- **EXERCISE**
Could you retype, exactly as written, every line from the top of the records through the line that contains "a metadata record."?

- **Saved entries**
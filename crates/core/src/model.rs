#![forbid(unsafe_code)]

use crate::ids::{RecordId, TaskId};
use serde::{Deserialize, Serialize};
use std::cmp::Ordering;
use std::collections::BTreeMap;
use std::hash::{Hash, Hasher};

/// Conventional field naming the kind of a metadata record.
pub const KEY_FIELD: &str = "key";

/// Fields starting with this prefix compare by their string form.
pub const VALUE_FIELD_PREFIX: &str = "value";

#[derive(Clone, Debug, Serialize, Deserialize)]
#[serde(untagged)]
pub enum FieldValue {
    Null,
    Bool(bool),
    Integer(i64),
    Real(f64),
    Text(String),
}

impl FieldValue {
    pub fn kind(&self) -> &'static str {
        match self {
            Self::Null => "null",
            Self::Bool(_) => "bool",
            Self::Integer(_) => "integer",
            Self::Real(_) => "real",
            Self::Text(_) => "text",
        }
    }

    pub fn as_str(&self) -> Option<&str> {
        match self {
            Self::Text(value) => Some(value),
            _ => None,
        }
    }

    /// String form used for `value*` fields. Null has none and stays null.
    pub fn stringified(&self) -> FieldValue {
        match self {
            Self::Null => Self::Null,
            Self::Bool(value) => Self::Text(value.to_string()),
            Self::Integer(value) => Self::Text(value.to_string()),
            Self::Real(value) => Self::Text(value.to_string()),
            Self::Text(value) => Self::Text(value.clone()),
        }
    }

    fn rank(&self) -> u8 {
        match self {
            Self::Null => 0,
            Self::Bool(_) => 1,
            Self::Integer(_) => 2,
            Self::Real(_) => 3,
            Self::Text(_) => 4,
        }
    }
}

/// Folds every NaN onto one bit pattern; SQLite cannot keep the NaN payload.
fn canonical_real(value: f64) -> f64 {
    if value.is_nan() {
        f64::NAN
    } else {
        value
    }
}

// Reals compare with `total_cmp` after NaN folding, so any two NaNs are equal.
impl Ord for FieldValue {
    fn cmp(&self, other: &Self) -> Ordering {
        match (self, other) {
            (Self::Null, Self::Null) => Ordering::Equal,
            (Self::Bool(a), Self::Bool(b)) => a.cmp(b),
            (Self::Integer(a), Self::Integer(b)) => a.cmp(b),
            (Self::Real(a), Self::Real(b)) => canonical_real(*a).total_cmp(&canonical_real(*b)),
            (Self::Text(a), Self::Text(b)) => a.cmp(b),
            _ => self.rank().cmp(&other.rank()),
        }
    }
}

impl PartialOrd for FieldValue {
    fn partial_cmp(&self, other: &Self) -> Option<Ordering> {
        Some(self.cmp(other))
    }
}

impl PartialEq for FieldValue {
    fn eq(&self, other: &Self) -> bool {
        self.cmp(other) == Ordering::Equal
    }
}

impl Eq for FieldValue {}

impl Hash for FieldValue {
    fn hash<H: Hasher>(&self, state: &mut H) {
        self.rank().hash(state);
        match self {
            Self::Null => {}
            Self::Bool(value) => value.hash(state),
            Self::Integer(value) => value.hash(state),
            Self::Real(value) => canonical_real(*value).to_bits().hash(state),
            Self::Text(value) => value.hash(state),
        }
    }
}

impl From<&str> for FieldValue {
    fn from(value: &str) -> Self {
        Self::Text(value.to_string())
    }
}

impl From<String> for FieldValue {
    fn from(value: String) -> Self {
        Self::Text(value)
    }
}

impl From<i64> for FieldValue {
    fn from(value: i64) -> Self {
        Self::Integer(value)
    }
}

impl From<i32> for FieldValue {
    fn from(value: i32) -> Self {
        Self::Integer(i64::from(value))
    }
}

impl From<f64> for FieldValue {
    fn from(value: f64) -> Self {
        Self::Real(value)
    }
}

impl From<bool> for FieldValue {
    fn from(value: bool) -> Self {
        Self::Bool(value)
    }
}

impl<T: Into<FieldValue>> From<Option<T>> for FieldValue {
    fn from(value: Option<T>) -> Self {
        value.map_or(Self::Null, Into::into)
    }
}

/// Named payload of a metadata record, ordered by field name.
#[derive(Clone, Debug, Default, PartialEq, Eq, PartialOrd, Ord, Hash, Serialize, Deserialize)]
#[serde(transparent)]
pub struct Fields(BTreeMap<String, FieldValue>);

impl Fields {
    pub fn new() -> Self {
        Self::default()
    }

    pub fn with(mut self, name: impl Into<String>, value: impl Into<FieldValue>) -> Self {
        self.insert(name, value);
        self
    }

    pub fn insert(
        &mut self,
        name: impl Into<String>,
        value: impl Into<FieldValue>,
    ) -> Option<FieldValue> {
        self.0.insert(name.into(), value.into())
    }

    pub fn remove(&mut self, name: &str) -> Option<FieldValue> {
        self.0.remove(name)
    }

    pub fn get(&self, name: &str) -> Option<&FieldValue> {
        self.0.get(name)
    }

    pub fn contains(&self, name: &str) -> bool {
        self.0.contains_key(name)
    }

    pub fn iter(&self) -> impl Iterator<Item = (&str, &FieldValue)> {
        self.0.iter().map(|(name, value)| (name.as_str(), value))
    }

    pub fn len(&self) -> usize {
        self.0.len()
    }

    pub fn is_empty(&self) -> bool {
        self.0.is_empty()
    }

    /// Copy of these fields with every `value*` entry in string form.
    pub fn normalized(&self) -> Fields {
        Fields(
            self.0
                .iter()
                .map(|(name, value)| {
                    let value = if name.starts_with(VALUE_FIELD_PREFIX) {
                        value.stringified()
                    } else {
                        value.clone()
                    };
                    (name.clone(), value)
                })
                .collect(),
        )
    }

    /// Copies every entry of `other` over this mapping.
    pub fn merge(&mut self, other: &Fields) {
        for (name, value) in &other.0 {
            self.0.insert(name.clone(), value.clone());
        }
    }

    pub fn to_json(&self) -> String {
        serde_json::to_string(self).unwrap_or_else(|_| format!("{:?}", self.0))
    }
}

impl<K: Into<String>, V: Into<FieldValue>> FromIterator<(K, V)> for Fields {
    fn from_iter<I: IntoIterator<Item = (K, V)>>(iter: I) -> Self {
        Fields(
            iter.into_iter()
                .map(|(name, value)| (name.into(), value.into()))
                .collect(),
        )
    }
}

impl<'a> IntoIterator for &'a Fields {
    type Item = (&'a String, &'a FieldValue);
    type IntoIter = std::collections::btree_map::Iter<'a, String, FieldValue>;

    fn into_iter(self) -> Self::IntoIter {
        self.0.iter()
    }
}

/// A metadata record attached to a task.
///
/// `id` and `created_at_ms` are bookkeeping owned by the store: callers never
/// set the id, and neither participates in reconciliation equality.
#[derive(Clone, Debug, Default, PartialEq)]
pub struct Metadata {
    id: Option<RecordId>,
    task: Option<TaskId>,
    created_at_ms: Option<i64>,
    fields: Fields,
}

impl Metadata {
    pub fn new(task: TaskId) -> Self {
        Self {
            task: Some(task),
            ..Self::default()
        }
    }

    /// A record that is not attached to any task yet.
    pub fn detached() -> Self {
        Self::default()
    }

    /// Rebuilds a persisted record. Meant for store adapters.
    pub fn stored(id: RecordId, task: TaskId, created_at_ms: i64, fields: Fields) -> Self {
        Self {
            id: Some(id),
            task: Some(task),
            created_at_ms: Some(created_at_ms),
            fields,
        }
    }

    pub fn with_key(self, key: impl Into<String>) -> Self {
        let key: String = key.into();
        self.with_field(KEY_FIELD, key)
    }

    pub fn with_field(mut self, name: impl Into<String>, value: impl Into<FieldValue>) -> Self {
        self.fields.insert(name, value);
        self
    }

    pub fn with_fields(mut self, fields: Fields) -> Self {
        self.fields = fields;
        self
    }

    pub fn with_created_at_ms(mut self, created_at_ms: i64) -> Self {
        self.created_at_ms = Some(created_at_ms);
        self
    }

    pub fn id(&self) -> Option<RecordId> {
        self.id
    }

    pub fn task(&self) -> Option<TaskId> {
        self.task
    }

    pub fn set_task(&mut self, task: TaskId) {
        self.task = Some(task);
    }

    pub fn created_at_ms(&self) -> Option<i64> {
        self.created_at_ms
    }

    pub fn key(&self) -> Option<&str> {
        self.fields.get(KEY_FIELD).and_then(FieldValue::as_str)
    }

    pub fn fields(&self) -> &Fields {
        &self.fields
    }

    pub fn fields_mut(&mut self) -> &mut Fields {
        &mut self.fields
    }

    pub fn into_fields(self) -> Fields {
        self.fields
    }

    pub fn is_persisted(&self) -> bool {
        self.id.is_some()
    }

    /// Payload used for reconciliation equality.
    pub fn normalized_fields(&self) -> Fields {
        self.fields.normalized()
    }

    pub(crate) fn clear_identity(&mut self) {
        self.id = None;
        self.created_at_ms = None;
    }
}

#[cfg(test)]
mod tests {
    use super::*;

    #[test]
    fn value_fields_normalize_to_text() {
        let fields = Fields::new()
            .with("key", "alarm")
            .with("value", 5)
            .with("value2", 2.5)
            .with("value3", true)
            .with("value4", FieldValue::Null)
            .with("count", 5);
        let normalized = fields.normalized();

        assert_eq!(normalized.get("key"), Some(&FieldValue::from("alarm")));
        assert_eq!(normalized.get("value"), Some(&FieldValue::from("5")));
        assert_eq!(normalized.get("value2"), Some(&FieldValue::from("2.5")));
        assert_eq!(normalized.get("value3"), Some(&FieldValue::from("true")));
        assert_eq!(normalized.get("value4"), Some(&FieldValue::Null));
        assert_eq!(normalized.get("count"), Some(&FieldValue::Integer(5)));
    }

    #[test]
    fn integer_and_text_values_are_equivalent_after_normalization() {
        let a = Metadata::detached().with_key("due").with_field("value", 5);
        let b = Metadata::detached().with_key("due").with_field("value", "5");
        assert_ne!(a.fields(), b.fields());
        assert_eq!(a.normalized_fields(), b.normalized_fields());
    }

    #[test]
    fn identity_is_not_part_of_normalized_fields() {
        let task = TaskId::try_new(3).unwrap();
        let id = RecordId::try_new(9).unwrap();
        let stored = Metadata::stored(id, task, 1_000, Fields::new().with("key", "note"));
        let fresh = Metadata::new(task).with_key("note");
        assert_eq!(stored.normalized_fields(), fresh.normalized_fields());
        assert_ne!(stored, fresh);
    }

    #[test]
    fn field_value_order_is_total() {
        assert_eq!(FieldValue::Real(f64::NAN), FieldValue::Real(f64::NAN));
        assert_ne!(FieldValue::Integer(5), FieldValue::Real(5.0));
        assert!(FieldValue::Null < FieldValue::Text(String::new()));
    }

    #[test]
    fn nan_values_are_equal_regardless_of_sign() {
        use std::collections::hash_map::DefaultHasher;

        let negative = FieldValue::Real(-f64::NAN);
        let positive = FieldValue::Real(f64::NAN);
        assert_eq!(negative, positive);
        assert!(FieldValue::Real(f64::INFINITY) < negative);

        let hash = |value: &FieldValue| {
            let mut hasher = DefaultHasher::new();
            value.hash(&mut hasher);
            hasher.finish()
        };
        assert_eq!(hash(&negative), hash(&positive));
    }

    #[test]
    fn whole_reals_stringify_without_fraction() {
        let real = Fields::new().with("key", "alarm").with("value", 5.0);
        let integer = Fields::new().with("key", "alarm").with("value", 5);

        assert_eq!(real.normalized().get("value"), Some(&FieldValue::from("5")));
        assert_eq!(real.normalized(), integer.normalized());
    }

    #[test]
    fn fields_render_as_json_object() {
        let fields = Fields::new().with("key", "tag").with("value", 1);
        assert_eq!(fields.to_json(), r#"{"key":"tag","value":1}"#);
    }
}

- **EXERCISE RESULT**
filename crates/core/src/model.rs
#![forbid(unsafe_code)]

use crate::ids::{RecordId, TaskId};
use serde::{Deserialize, Serialize};
use std::cmp::Ordering;
use std::collections::BTreeMap;
use std::hash::{Hash, Hasher};

/// Conventional field naming the kind of a metadata record.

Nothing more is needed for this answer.